# Dataset items:

use skyguard_planner::PlanError;
use skyguard_structs::state::{AgentState, FailureReason};
use thiserror::Error;

pub mod agent;
pub mod config;
pub mod coordinator;
pub mod mission;

#[cfg(test)]
mod testutil;

pub use agent::FlightAgent;
pub use config::{AgentEndpoint, ConfigError, SwarmConfig, Timing};
pub use coordinator::{AgentOutcome, CancelHandle, Outcome, Phase, PhaseReport, SwarmCoordinator};
pub use mission::{run_mission, MissionDesk, MissionReport, SubmittedMission};

#[derive(Debug, Error, Clone, Copy, PartialEq)]
pub enum AgentError {
    /// The operation is not allowed in the agent's current state. Nothing was
    /// sent to the vehicle.
    #[error("{op} not allowed while {state}")]
    Precondition { op: &'static str, state: AgentState },
    #[error("agent failed: {0}")]
    Failed(FailureReason),
}

#[derive(Debug, Error, PartialEq)]
pub enum MissionError {
    #[error("mission area needs exactly 4 corners, got {0}")]
    InvalidPolygon(usize),
    #[error("corner {0} is not a valid position")]
    InvalidCorner(usize),
    #[error("cannot plan mission: {0}")]
    Plan(#[from] PlanError),
    #[error("{targets} targets for {agents} agents")]
    InsufficientTargets { targets: usize, agents: usize },
    #[error("mission cancelled")]
    Cancelled,
}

# WORK INSTRUCTIONS:
The answer must be a single number: how many lines of the data hold the word "FailureReason".

# THE ANSWER:
2